Parity Violation on Longitudinal Single-Spin Asymmetries at the EicC

TL;DR

This paper investigates parity-violating asymmetries in deep inelastic scattering at the EicC, finding that these asymmetries can be used to precisely measure the weak mixing angle, with potential for high accuracy.

Contribution

It introduces the first detailed estimates of parity-violating asymmetries at EicC and proposes using these measurements to extract the weak mixing angle with high precision.

Findings

$A_{PV}^e$ is 10^{-4} and larger than $A_{PV}^p$ by 1-3 orders of magnitude.

Uncertainty analysis identifies dominant sources across different Bjorken-$x$ regimes.

A relative precision below 10% for the weak mixing angle measurement is achievable within one year.

Abstract

We explore two longitudinal single-spin asymmetries induced from parity violation in neutral-current deep inelastic scattering at the proposed Electron-ion collider in China (EicC): $A_{PV}^{e\,(p)}$ from longitudinally polarized (unpolarized) electrons scattering off unpolarized (longitudinally polarized) protons.
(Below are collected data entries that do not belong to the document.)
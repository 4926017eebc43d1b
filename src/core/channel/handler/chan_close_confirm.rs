//! Protocol logic for processing `MsgChannelCloseConfirm` messages.

use crate::core::channel::channel::{ChannelEnd, Counterparty, State};
use crate::core::channel::error::ChannelError;
use crate::core::channel::events::CloseConfirm;
use crate::core::channel::handler::emit_module_extras;
use crate::core::channel::msgs::MsgChannelCloseConfirm;
use crate::core::connection::error::ConnectionError;
use crate::core::context::{ContextError, ExecutionContext, ValidationContext};
use crate::core::events::CoreEvent;
use crate::core::host::path::{ChannelEndPath, ClientConsensusStatePath};
use crate::core::routing::module::Module;
use crate::prelude::*;
use crate::utils::encode_json;

pub fn validate<Ctx>(
    ctx_b: &Ctx,
    module: &dyn Module,
    msg: &MsgChannelCloseConfirm,
) -> Result<(), ContextError>
where
    Ctx: ValidationContext,
{
    ctx_b.validate_message_signer(&msg.signer)?;

    let chan_end_path_on_b = ChannelEndPath::new(&msg.port_id_on_b, &msg.chan_id_on_b);
    let chan_end_on_b = ctx_b.channel_end(&chan_end_path_on_b)?;
    chan_end_on_b.verify_not_closed()?;

    let conn_id_on_b = &chan_end_on_b.connection_hops()[0];
    let conn_end_on_b = ctx_b.connection_end(conn_id_on_b)?;

    // Verify that the counterparty channel end is CLOSED.
    {
        let client_id_on_b = conn_end_on_b.client_id();
        let client_state_of_a_on_b = ctx_b.client_state(client_id_on_b)?;
        client_state_of_a_on_b.verify_is_active(client_id_on_b)?;
        client_state_of_a_on_b.validate_proof_height(msg.proof_height_on_a)?;

        let consensus_state_of_a_on_b = ctx_b.consensus_state(&ClientConsensusStatePath::new(
            client_id_on_b,
            msg.proof_height_on_a,
        ))?;

        let conn_id_on_a = conn_end_on_b
            .counterparty()
            .connection_id()
            .ok_or(ConnectionError::InvalidCounterparty)?;

        let chan_id_on_a = chan_end_on_b
            .counterparty()
            .channel_id()
            .ok_or(ChannelError::MissingCounterparty)?;

        let expected_chan_end_on_a = ChannelEnd::new(
            State::Closed,
            *chan_end_on_b.ordering(),
            Counterparty::new(msg.port_id_on_b.clone(), Some(msg.chan_id_on_b.clone())),
            vec![conn_id_on_a.clone()],
            chan_end_on_b.version().clone(),
        )?;

        client_state_of_a_on_b
            .verify_membership(
                conn_end_on_b.counterparty().prefix(),
                &msg.proof_chan_end_on_a,
                consensus_state_of_a_on_b.root(),
                ChannelEndPath::new(chan_end_on_b.counterparty().port_id(), chan_id_on_a).into(),
                encode_json(&expected_chan_end_on_a)?,
            )
            .map_err(ChannelError::VerifyChannelFailed)?;
    }

    module
        .on_chan_close_confirm_validate(&msg.port_id_on_b, &msg.chan_id_on_b)
        .map_err(ContextError::Channel)?;

    Ok(())
}

pub fn execute<Ctx>(
    ctx_b: &mut Ctx,
    module: &mut dyn Module,
    msg: MsgChannelCloseConfirm,
) -> Result<(), ContextError>
where
    Ctx: ExecutionContext,
{
    let extras = module
        .on_chan_close_confirm_execute(&msg.port_id_on_b, &msg.chan_id_on_b)
        .map_err(ContextError::Channel)?;

    let chan_end_path_on_b = ChannelEndPath::new(&msg.port_id_on_b, &msg.chan_id_on_b);
    let chan_end_on_b = ctx_b.channel_end(&chan_end_path_on_b)?;

    let counterparty_port_id = chan_end_on_b.counterparty().port_id().clone();
    let counterparty_chan_id = chan_end_on_b.counterparty().channel_id().cloned();
    let conn_id_on_b = chan_end_on_b.connection_hops()[0].clone();

    let new_chan_end_on_b = ChannelEnd::new(
        State::Closed,
        *chan_end_on_b.ordering(),
        chan_end_on_b.counterparty().clone(),
        chan_end_on_b.connection_hops().to_vec(),
        chan_end_on_b.version().clone(),
    )?;

    ctx_b.store_channel(chan_end_path_on_b, new_chan_end_on_b)?;

    ctx_b.log_message("success: chan_close_confirm verification passed".to_string())?;
    tracing::debug!(port_id = %msg.port_id_on_b, channel_id = %msg.chan_id_on_b, "channel close confirm");

    ctx_b.emit_event(CoreEvent::CloseConfirmChannel(CloseConfirm::new(
        msg.port_id_on_b,
        msg.chan_id_on_b,
        counterparty_port_id,
        counterparty_chan_id,
        conn_id_on_b,
    )))?;
    emit_module_extras(ctx_b, extras)?;

    Ok(())
}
We find $A_{PV}^e$, of $\mathcal{O}(10^{-4})$, is generically one to three orders of magnitude larger than $A_{PV}^p$. We further estimate different uncertainty sources including statistics, parton distribution functions, and beam polarization, for both asymmetries, and then identify individually their dominance in different regimes of the Bjorken-$x$. Based on these results, we then advocate utilizing $A_{PV}^p$ for the extraction of the weak mixing angle at two representative momentum transfer scales unexplored before, and we find a relative precision below 10% can be achieved at the EicC with an effective one-year operation time.